Japan
Der Mord an Abe vor vier Wochen hat im japanischen Politalltag für eine gewisse Unruhe gesorgt, vor allem da (allem Anschein nach) durch die Ermittlungsbehörden selbst Informationen zum Motiv des Täters an die Medien weitergegeben wurden. Hierbei fokussierte sich die Aufmerksamkeit auch auf einen Aspekt, der seitens der Politik gerne etwas im Hintergrund belassen wurde - nämlich der mögliche Einfluss neureligiöser Organisationen auf die Parteienlandschaft. Ehrlich gesagt war mir dies bislang auch nicht geläufig...
Zitat:JAPAN NACH MORD AN ABE

Die Partei und die Sekte

Japans Ministerpräsident forciert eine Trennung zwischen seiner Regierungspartei und der religiösen Sekte der Vereinigungskirche. Denn seine Umfragewerte sind auf einem bisherigen Tiefstand. [...]

Mehr als 80 Prozent der Befragten erklärten gerade in einer Umfrage des öffentlich-rechtlichen Fernsehsenders NHK, dass die regierende Liberaldemokratische Partei (LDP) ihre Verbindungen zur religiösen Sekte der Vereinigungskirche, die sich heute Familienföderation für Weltfrieden und Vereinigung nennt, nicht hinreichend offengelegt hätte. Das Misstrauen der Bevölkerung sitzt tief. In den vergangenen drei Wochen fiel die Zustimmung zum amtierenden Ministerpräsidenten Fumio Ki­shida von 59 auf 46 Prozent. Zu der Unzufriedenheit tragen auch steigende Covid-Infektionen in der siebten Welle und die hohe Inflation bei. Ein so schlechtes Umfrageergebnis hatte Kishida, der seit Oktober regiert, noch nie. [...]

Der Täter gibt nach den Informationen, die von den Ermittlungsbehörden durchgestochen wurden, als Grund für die Tat seine Wut auf die religiöse Sekte an. Seine Mutter soll schon vor vielen Jahren 100 Millionen Yen (etwa 720.000 Euro) an die Sekte gespendet und die Familie in den finanziellen Notstand geführt haben. Auf Abe geschossen haben will der Täter, weil er über das Internet von einer Verbindung des einflussreichen Politikers zu der Sekte erfahren hatte. [...]

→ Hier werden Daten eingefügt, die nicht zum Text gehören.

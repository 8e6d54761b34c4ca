//! Server Descriptors and the top-level broker configuration

use std::collections::{HashMap, HashSet};
use std::path::PathBuf;
use std::time::Duration;

use serde::{Deserialize, Serialize};

use super::error::{ConfigError, ConfigResult};

/// How to launch one tool server
#[derive(Debug, Clone, PartialEq, Serialize, Deserialize)]
pub struct ServerDescriptor {
    /// Unique server name, used as the Session Handle key
    pub name: String,
    /// Program to execute
    pub command: String,
    /// Program arguments
    #[serde(default)]
    pub args: Vec<String>,
    /// Environment overrides, merged over the ambient environment
    #[serde(default, skip_serializing_if = "Option::is_none")]
    pub env: Option<HashMap<String, String>>,
    /// Working directory for the server process
    #[serde(default, skip_serializing_if = "Option::is_none")]
    pub cwd: Option<PathBuf>,
}

impl ServerDescriptor {
    /// Create a descriptor with no arguments and no overrides
    pub fn new(name: impl Into<String>, command: impl Into<String>) -> Self {
        Self {
            name: name.into(),
            command: command.into(),
            args: Vec::new(),
            env: None,
            cwd: None,
        }
    }

    /// Append command-line arguments
    pub fn with_args<I, S>(mut self, args: I) -> Self
    where
        I: IntoIterator<Item = S>,
        S: Into<String>,
    {
        self.args = args.into_iter().map(Into::into).collect();
        self
    }

    /// Add one environment override
    pub fn with_env(mut self, key: impl Into<String>, value: impl Into<String>) -> Self {
        self.env
            .get_or_insert_with(HashMap::new)
            .insert(key.into(), value.into());
        self
    }

    /// Set the working directory of the server process
    pub fn with_cwd(mut self, cwd: impl Into<PathBuf>) -> Self {
        self.cwd = Some(cwd.into());
        self
    }
}

/// What to do when two servers advertise the same operation name
#[derive(Debug, Clone, Copy, Default, PartialEq, Eq, Serialize, Deserialize)]
#[serde(rename_all = "snake_case")]
pub enum CollisionPolicy {
    /// The server processed last owns the name
    #[default]
    LastWriteWins,
    /// The first owner keeps the name; the later operation is reported and skipped
    Reject,
    /// Register every operation as `server/operation`
    Namespace,
}

/// Top-level broker configuration
#[derive(Debug, Clone, Default, PartialEq, Serialize, Deserialize)]
pub struct BrokerConfig {
    /// Servers, connected in this order
    #[serde(default, alias = "mcpServers")]
    pub servers: Vec<ServerDescriptor>,

    /// Per-call timeout in milliseconds. No timeout when unset.
    #[serde(default, skip_serializing_if = "Option::is_none")]
    pub call_timeout_ms: Option<u64>,

    /// Bound on starting one server and on listing its operations, in
    /// milliseconds. Falls back to `call_timeout_ms`, then to
    /// [`DEFAULT_CONNECT_TIMEOUT_MS`].
    #[serde(default, skip_serializing_if = "Option::is_none")]
    pub connect_timeout_ms: Option<u64>,

    #[serde(default)]
    pub collision_policy: CollisionPolicy,
}

/// Startup bound used when neither timeout is configured
pub const DEFAULT_CONNECT_TIMEOUT_MS: u64 = 30_000;

impl BrokerConfig {
    /// Create a configuration with default timeouts and policy
    pub fn new(servers: Vec<ServerDescriptor>) -> Self {
        Self {
            servers,
            ..Default::default()
        }
    }

    /// Set the per-call timeout
    pub fn with_call_timeout_ms(mut self, timeout_ms: u64) -> Self {
        self.call_timeout_ms = Some(timeout_ms);
        self
    }

    /// Set the startup and discovery timeout
    pub fn with_connect_timeout_ms(mut self, timeout_ms: u64) -> Self {
        self.connect_timeout_ms = Some(timeout_ms);
        self
    }

    /// Effective bound for connecting to and discovering one server
    pub fn connect_timeout(&self) -> Duration {
        let ms = self
            .connect_timeout_ms
            .or(self.call_timeout_ms)
            .unwrap_or(DEFAULT_CONNECT_TIMEOUT_MS);
        Duration::from_millis(ms)
    }

    /// Set the collision policy
    pub fn with_collision_policy(mut self, policy: CollisionPolicy) -> Self {
        self.collision_policy = policy;
        self
    }

    /// Check server names are present and unique and every server has a command
    pub fn validate(&self) -> ConfigResult<()> {
        let mut seen = HashSet::new();
        for server in &self.servers {
            if server.name.trim().is_empty() {
                return Err(ConfigError::Invalid("server name must not be empty".to_string()));
            }
            if server.command.trim().is_empty() {
                return Err(ConfigError::Invalid(format!(
                    "server '{}' has an empty command",
                    server.name
                )));
            }
            if !seen.insert(server.name.as_str()) {
                return Err(ConfigError::DuplicateServer(server.name.clone()));
            }
        }
        if self.call_timeout_ms == Some(0) {
            return Err(ConfigError::Invalid("call_timeout_ms must be greater than 0".to_string()));
        }
        if self.connect_timeout_ms == Some(0) {
            return Err(ConfigError::Invalid("connect_timeout_ms must be greater than 0".to_string()));
        }
        Ok(())
    }
}

#[cfg(test)]
mod tests {
    use super::*;

    #[test]
    fn test_descriptor_builder() {
        let descriptor = ServerDescriptor::new("repo-tools", "node")
            .with_args(["./mcp-server/dist/index.js"])
            .with_env("GITHUB_TOKEN", "ghp_test")
            .with_cwd("/srv/repo");

        assert_eq!(descriptor.args, vec!["./mcp-server/dist/index.js"]);
        assert_eq!(descriptor.env.unwrap().get("GITHUB_TOKEN").unwrap(), "ghp_test");
        assert_eq!(descriptor.cwd, Some(PathBuf::from("/srv/repo")));
    }

    #[test]
    fn test_validate_rejects_duplicates() {
        let config = BrokerConfig::new(vec![
            ServerDescriptor::new("a", "node"),
            ServerDescriptor::new("a", "python"),
        ]);
        assert!(matches!(config.validate(), Err(ConfigError::DuplicateServer(name)) if name == "a"));
    }

    #[test]
    fn test_validate_rejects_empty_command() {
        let config = BrokerConfig::new(vec![ServerDescriptor::new("a", " ")]);
        assert!(matches!(config.validate(), Err(ConfigError::Invalid(_))));
    }

    #[test]
    fn test_validate_rejects_zero_timeout() {
        let config = BrokerConfig::new(vec![]).with_call_timeout_ms(0);
        assert!(config.validate().is_err());
    }

    #[test]
    fn test_connect_timeout_fallbacks() {
        let config = BrokerConfig::default();
        assert_eq!(config.connect_timeout(), Duration::from_millis(DEFAULT_CONNECT_TIMEOUT_MS));

        let config = config.with_call_timeout_ms(200);
        assert_eq!(config.connect_timeout(), Duration::from_millis(200));

        let config = config.with_connect_timeout_ms(5_000);
        assert_eq!(config.connect_timeout(), Duration::from_secs(5));

        assert!(BrokerConfig::default().with_connect_timeout_ms(0).validate().is_err());
    }

    #[test]
    fn test_validate_accepts_empty_server_list() {
        assert!(BrokerConfig::default().validate().is_ok());
    }
}
//! In-memory sessions for testing
//!
//! Scripted tool lists and replies, no processes or network. Each
//! `connect` builds a fresh [`MockSession`] from the server's script, and the
//! connector keeps every session it handed out so tests can inspect traffic.

use std::collections::HashMap;
use std::sync::atomic::{AtomicBool, AtomicUsize, Ordering};
use std::sync::Arc;
use std::time::Duration;

use async_trait::async_trait;
use parking_lot::Mutex;
use serde_json::{Map, Value};

use super::traits::{Connector, Session, SessionError, SessionResult};
use crate::config::ServerDescriptor;
use crate::types::{CallOutput, OperationSpec};

/// Scripted reply for one operation
#[derive(Debug, Clone)]
pub enum MockReply {
    /// Return this output
    Output(CallOutput),
    /// Fail the remote call with this message
    Fail(String),
    /// Return the output after a delay
    Delayed(Duration, CallOutput),
    /// Echo the received arguments back as JSON text
    EchoArgs,
}

/// Script for one mock server
#[derive(Debug, Clone, Default)]
pub struct MockServer {
    operations: Vec<OperationSpec>,
    replies: HashMap<String, MockReply>,
    refuse_connection: Option<String>,
    fail_discovery: Option<String>,
    fail_close: Option<String>,
    connect_delay: Option<Duration>,
    discovery_delay: Option<Duration>,
}

impl MockServer {
    pub fn new() -> Self {
        Self::default()
    }

    /// Advertise an operation that echoes its arguments
    pub fn with_operation(mut self, name: &str, description: &str) -> Self {
        self.operations.push(OperationSpec::new(name, description));
        self.replies.entry(name.to_string()).or_insert(MockReply::EchoArgs);
        self
    }

    /// Script the reply for an advertised operation
    pub fn with_reply(mut self, name: &str, reply: MockReply) -> Self {
        self.replies.insert(name.to_string(), reply);
        self
    }

    /// Make every connection attempt fail
    pub fn refusing(mut self, reason: &str) -> Self {
        self.refuse_connection = Some(reason.to_string());
        self
    }

    /// Connect fine, but fail `list_operations`
    pub fn failing_discovery(mut self, reason: &str) -> Self {
        self.fail_discovery = Some(reason.to_string());
        self
    }

    /// Hold every connection attempt for `delay` before answering
    pub fn slow_to_connect(mut self, delay: Duration) -> Self {
        self.connect_delay = Some(delay);
        self
    }

    /// Hold `list_operations` for `delay` before answering
    pub fn slow_to_list(mut self, delay: Duration) -> Self {
        self.discovery_delay = Some(delay);
        self
    }

    /// Connect fine, but fail `close`
    pub fn failing_close(mut self, reason: &str) -> Self {
        self.fail_close = Some(reason.to_string());
        self
    }
}

/// A scripted session
pub struct MockSession {
    server: String,
    script: MockServer,
    calls: AtomicUsize,
    received: Mutex<Vec<(String, Map<String, Value>)>>,
    closed: AtomicBool,
    close_attempts: AtomicUsize,
}

impl MockSession {
    pub fn new(server: &str, script: MockServer) -> Self {
        Self {
            server: server.to_string(),
            script,
            calls: AtomicUsize::new(0),
            received: Mutex::new(Vec::new()),
            closed: AtomicBool::new(false),
            close_attempts: AtomicUsize::new(0),
        }
    }

    /// Number of `invoke` calls that reached this session
    pub fn call_count(&self) -> usize {
        self.calls.load(Ordering::SeqCst)
    }

    /// Every `(operation, args)` pair received, in order
    pub fn received(&self) -> Vec<(String, Map<String, Value>)> {
        self.received.lock().clone()
    }

    pub fn is_closed(&self) -> bool {
        self.closed.load(Ordering::SeqCst)
    }

    pub fn close_attempts(&self) -> usize {
        self.close_attempts.load(Ordering::SeqCst)
    }
}

#[async_trait]
impl Session for MockSession {
    fn server_name(&self) -> &str {
        &self.server
    }

    async fn list_operations(&self) -> SessionResult<Vec<OperationSpec>> {
        if let Some(delay) = self.script.discovery_delay {
            tokio::time::sleep(delay).await;
        }
        if let Some(reason) = &self.script.fail_discovery {
            return Err(SessionError::Protocol(reason.clone()));
        }
        Ok(self.script.operations.clone())
    }

    async fn invoke(&self, name: &str, args: Map<String, Value>) -> SessionResult<CallOutput> {
        if self.is_closed() {
            return Err(SessionError::Closed);
        }

        self.calls.fetch_add(1, Ordering::SeqCst);
        self.received.lock().push((name.to_string(), args.clone()));

        match self.script.replies.get(name) {
            Some(MockReply::Output(output)) => Ok(output.clone()),
            Some(MockReply::Fail(message)) => Err(SessionError::ToolCallFailed(message.clone())),
            Some(MockReply::Delayed(delay, output)) => {
                tokio::time::sleep(*delay).await;
                Ok(output.clone())
            }
            Some(MockReply::EchoArgs) => Ok(CallOutput::text(format!(
                "{}:{}",
                self.server,
                Value::Object(args)
            ))),
            None => Err(SessionError::ToolCallFailed(format!("unknown tool: {}", name))),
        }
    }

    async fn close(&self) -> SessionResult<()> {
        self.close_attempts.fetch_add(1, Ordering::SeqCst);
        if let Some(reason) = &self.script.fail_close {
            return Err(SessionError::Protocol(reason.clone()));
        }
        self.closed.store(true, Ordering::SeqCst);
        Ok(())
    }
}

/// Connector that serves scripted sessions by server name
#[derive(Default)]
pub struct MockConnector {
    servers: HashMap<String, MockServer>,
    sessions: Mutex<Vec<Arc<MockSession>>>,
    attempts: Mutex<Vec<String>>,
}

impl MockConnector {
    pub fn new() -> Self {
        Self::default()
    }

    pub fn with_server(mut self, name: &str, server: MockServer) -> Self {
        self.servers.insert(name.to_string(), server);
        self
    }

    /// Every session handed out so far, in connection order
    pub fn sessions(&self) -> Vec<Arc<MockSession>> {
        self.sessions.lock().clone()
    }

    /// Server names passed to `connect`, in order
    pub fn attempts(&self) -> Vec<String> {
        self.attempts.lock().clone()
    }

    /// Total calls across every session
    pub fn total_calls(&self) -> usize {
        self.sessions.lock().iter().map(|s| s.call_count()).sum()
    }
}

#[async_trait]
impl Connector for MockConnector {
    async fn connect(&self, descriptor: &ServerDescriptor) -> SessionResult<Arc<dyn Session>> {
        self.attempts.lock().push(descriptor.name.clone());

        let script = self
            .servers
            .get(&descriptor.name)
            .ok_or_else(|| SessionError::ConnectionFailed(format!("{}: command not found", descriptor.command)))?;

        if let Some(delay) = script.connect_delay {
            tokio::time::sleep(delay).await;
        }
        if let Some(reason) = &script.refuse_connection {
            return Err(SessionError::ConnectionFailed(reason.clone()));
        }

        let session = Arc::new(MockSession::new(&descriptor.name, script.clone()));
        self.sessions.lock().push(session.clone());
        Ok(session)
    }
}

#[cfg(test)]
mod tests {
    use super::*;
    use serde_json::json;

    fn args(value: Value) -> Map<String, Value> {
        match value {
            Value::Object(map) => map,
            _ => Map::new(),
        }
    }

    #[tokio::test]
    async fn test_mock_session_echo_and_counts() {
        let session = MockSession::new("files", MockServer::new().with_operation("read_file", "Read"));
        assert_eq!(session.server_name(), "files");

        let output = session.invoke("read_file", args(json!({"file_path": "a.txt"}))).await.unwrap();
        assert_eq!(output.normalize(), r#"files:{"file_path":"a.txt"}"#);
        assert_eq!(session.call_count(), 1);
        assert_eq!(session.received()[0].0, "read_file");
    }

    #[tokio::test]
    async fn test_mock_session_closed_rejects_calls() {
        let session = MockSession::new("files", MockServer::new().with_operation("read_file", "Read"));
        session.close().await.unwrap();

        let result = session.invoke("read_file", Map::new()).await;
        assert!(matches!(result, Err(SessionError::Closed)));
        assert_eq!(session.call_count(), 0);
    }

    #[tokio::test]
    async fn test_mock_connector_refuses_unknown_server() {
        let connector = MockConnector::new();
        let result = connector.connect(&ServerDescriptor::new("ghost", "ghost-bin")).await;
        assert!(matches!(result, Err(SessionError::ConnectionFailed(_))));
        assert_eq!(connector.attempts(), vec!["ghost"]);
    }
}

Als sei ein Schleier weggezogen worden, löste diese Information in Japan einen unerwarteten Fokus der Massenmedien auf die Beziehungen der Vereinigungskirche zur Politik aus. [...] Nach manchen Recherchen haben Dutzende führende Politiker der LDP und auch von einigen anderen Parteien Beziehungen zu der Sekte. Wieder und wieder versicherte der Generalsekretär der Liberaldemokraten, Toshimitsu Motegi, dass es keine systematischen Beziehungen der Partei zu der Sekte gebe und künftig nicht geben werde. [...]

Kishida versuchte am Mittwoch mit einer vorgezogenen Kabinettsumbildung einen Befreiungsschlag. Der Ministerpräsident beansprucht, dass er nach bestem Wissen selber keine Beziehungen zu der Vereinigungskirche unterhalte. Von den Ministern im neuen Kabinett verlangte er, dass sie mögliche Beziehungen untersuchten, offenlegten und künftig Vorsicht im Umgang mit „sozial problematischen“ Organisationen übten. Das hätten alle neuen Minister zugesichert. Ob das reicht, um das Misstrauen einzudämmen, ist fraglich. Die Opposition kritisierte, dass die versprochene umfassende Aufklärung ausgeblieben sei. [...]

Der Präsident der japanischen Sektion der Familienföderation, Tomihiro Tanaka, kritisierte es am Mittwoch vor Journalisten als „unglücklich“, dass Kishida die Bande zu Politikern kappen wolle. Tanaka verwies darauf, dass die Mitglieder der Föderation als Bürger das in der Verfassung garantierte Recht hätten, sich an Wahlen aktiv zu beteiligen. Die Föderation unterstütze keine spezifische Partei, doch seien wegen ihrer antikommunistischen Haltung mehr Schnittmengen mit Politikern der LDP gegeben.